El centro extraescolar consiste tan solo en un hangar abierto conectado a dos cuartos de bloques prefabricados de concreto que rara vez se utilizan, porque se calientan como un horno. Llegué al centro una tarde más bien fresca y venteada. Los niños estaban disfrutando de un alborotado recreo, pero cuando el maestro encargado dio un silbatazo, regresaron de inmediato a sus mesas de trabajo al aire libre y se concentraron en su tarea casi con voracidad. Todos, desde los maestros hasta los encargados voluntarios, se ocupaban de su trabajo con una concentración casi febril. Interrumpí la tarea de las niñas más grandes –que tenían ambiciosos nombres en inglés, como Jennifer y Natalie– para preguntarle a una si iba ahí a aprender o a divertirse, y me respondió al instante, muy seria: “aprendo y me divierto”. Sus calificaciones habían pasado de cincos y seises el año anterior a un promedio constante de nueve, pero seguía batallando, me dijo, con su materia menos favorita: matemáticas.

Quizás el entusiasmo general se debiera a la condición de último chance que tiene el centro mismo. Durante el recreo estuve observando a una jovencita lindísima que pateaba una pelota de futbol con sus compañeros como si fuese aún una niña, pero ya era alta para su edad, y púber, y me invadió una especie de terror por ella, pues había escuchado una y otra vez que los mareros acostumbran obligar a las adolescentes que viven en sus zonas de control al trabajo sexual, una labor que a menudo comienza con una violación colectiva. En el día de “visita íntima” –que en toda América Latina es nominalmente el día en que a las esposas se les permite privacidad con sus esposos o compañeros de vida encarcelados– una adolescente ya mayor podrá ser enviada como “esposa” a las prisiones donde los miembros de las pandillas están cumpliendo condena. Nadie sabe exactamente qué tan a menudo hay “visita íntima” en las prisiones salvadoreñas; como me dijo un amigo, cualquiera que obtenga acceso a alguna de las cárceles más infames puede acceder también a los cuartos de visita íntima. En los barrios mareros los padres de familia, desesperados por mantener a sus hijas alejadas de cualquier tipo de contacto con las maras, intentan muchas veces enviarlas al campo a que se críen con sus familiares, pero no todo el mundo tiene primos o familia en el campo, y el barrio de Montreal y sus peligros eran la circunstancia inevitable de esta niña.

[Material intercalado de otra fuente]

//! PostgreSQL adapters.

pub mod images;
pub mod users;

pub use images::PostgresImageRepository;
pub use users::PostgresUserRepository;

/// Embedded schema migrations.
pub static MIGRATOR: sqlx::migrate::Migrator = sqlx::migrate!("./migrations");
use bytes::Bytes;
use futures::Stream;
use imgrepo_model::{MAX_CHUNK_SIZE, TransferFrame};
use serde::Serialize;

use crate::transfer::codec::{TransferCodecError, encode_frame};

/// Number of chunk frames needed for a payload of `len` bytes.
pub fn chunk_count(len: usize) -> usize {
    len.div_ceil(MAX_CHUNK_SIZE)
}

/// Split a payload into in-order chunks of at most [`MAX_CHUNK_SIZE`]
/// bytes. Slices share the payload's buffer.
pub fn chunk_payload(payload: Bytes) -> impl Iterator<Item = Bytes> + Send {
    let len = payload.len();
    (0..chunk_count(len)).map(move |index| {
        let start = index * MAX_CHUNK_SIZE;
        let end = (start + MAX_CHUNK_SIZE).min(len);
        payload.slice(start..end)
    })
}

/// Header frame followed by the payload's chunk frames.
pub fn transfer_frames<H>(
    header: H,
    payload: Bytes,
) -> impl Iterator<Item = TransferFrame<H>> + Send
where
    H: Send,
{
    std::iter::once(TransferFrame::Header(header))
        .chain(chunk_payload(payload).map(TransferFrame::Chunk))
}

/// Wire bytes of a whole transfer, one item per frame, ready to become a
/// streaming HTTP body.
pub fn encode_transfer<H>(
    header: H,
    payload: Bytes,
) -> impl Stream<Item = Result<Bytes, TransferCodecError>> + Send + 'static
where
    H: Serialize + Send + 'static,
{
    futures::stream::iter(transfer_frames(header, payload).map(encode_frame))
}
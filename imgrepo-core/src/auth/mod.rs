pub mod credentials;
pub mod crypto;
pub mod session_token;

pub use credentials::CredentialService;
pub use crypto::{AuthCrypto, AuthCryptoError};
pub use session_token::{SessionToken, SessionTokenError};
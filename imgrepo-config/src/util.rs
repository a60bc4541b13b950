use std::time::Duration;

/// Parse a boolean value from a raw string, accepting common env-style forms.
///
/// Accepted truthy values (case-insensitive): `"1"`, `"true"`, `"yes"`, `"on"`.
/// Accepted falsy values: `"0"`, `"false"`, `"no"`, `"off"`.
pub fn parse_bool(raw: &str) -> Option<bool> {
    match raw.trim().to_ascii_lowercase().as_str() {
        "1" | "true" | "yes" | "on" => Some(true),
        "0" | "false" | "no" | "off" => Some(false),
        _ => None,
    }
}

/// Parse a `humantime` duration such as `30m` or `5s`.
pub fn parse_duration(raw: &str) -> Option<Duration> {
    humantime::parse_duration(raw.trim()).ok()
}
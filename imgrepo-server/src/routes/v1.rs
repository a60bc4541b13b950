use axum::{
    Router,
    routing::{get, post},
};
use imgrepo_model::routes::v1;

use crate::{
    handlers::{auth, images},
    infra::app_state::AppState,
};

/// Create all v1 API routes
pub fn create_v1_router() -> Router<AppState> {
    Router::new()
        // Public authentication endpoints
        .route(v1::auth::REGISTER, post(auth::register))
        .route(v1::auth::LOGIN, post(auth::login))
        // Upload authenticates from the header frame; the rest use bearer tokens
        .route(
            v1::images::COLLECTION,
            post(images::upload_image).get(images::list_images),
        )
        .route(v1::images::ITEM, get(images::download_image))
}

Como lo es para los niños. “Tenemos un chico que siempre viene aquí y que es increíblemente listo, realmente muy especial”, me dijo uno de los maestros en voz baja. “Pero está a un paso de irse con las maras. ¡Es tan jovencito! Un muchachito apenas. Hemos hablado con él, porque aquí tratamos de no minimizar la realidad, pero él está que se va. No vamos a poder retenerlo.”

De regreso de Montreal, en el mercado de Mejicanos, descubrí algunas de las recompensas más inmediatas a disposición de un adolescente que se une a las maras. Las mujeres del mercado, que no tienen absolutamente ningún problema con las matemáticas, me explicaron su vida en números: le pagan a la municipalidad una renta de 35 centavos diarios por cada metro y medio lineal que ocupen sus puestos. Gastan 50 centavos en tarifas de autobús de ida y vuelta, multiplicados por el número de niños en edad escolar. Cuatro dólares de producto comprado al mayoreo, más tres dólares para transportar la mercancía a sus puestos. Las ganancias de un día, menos los cuatro dólares de las compras del día siguiente, menos las tarifas de autobuses y taxis, deja unos tres dólares –cuatro en días buenos– para comprar comida para la familia.

Y luego está “la renta”: la cuota de extorsión diaria que cobran los mareros; pero nadie quiso darme esas cifras. Tampoco quedó claro si la renta del mercado la cobran miembros de la Mara Salvatrucha –también conocida como MS-13– o del grupo rival cada vez más poderoso, el Barrio 18. Varios menores pertenecientes al Barrio 18 fueron juzgados y sentenciados por prender fuego al autobús en el que murieron diecisiete personas, pero de la gente con la que hablé nadie, ni siquiera los maestros del centro preescolar del CINDE, quiso hablar sobre el incidente.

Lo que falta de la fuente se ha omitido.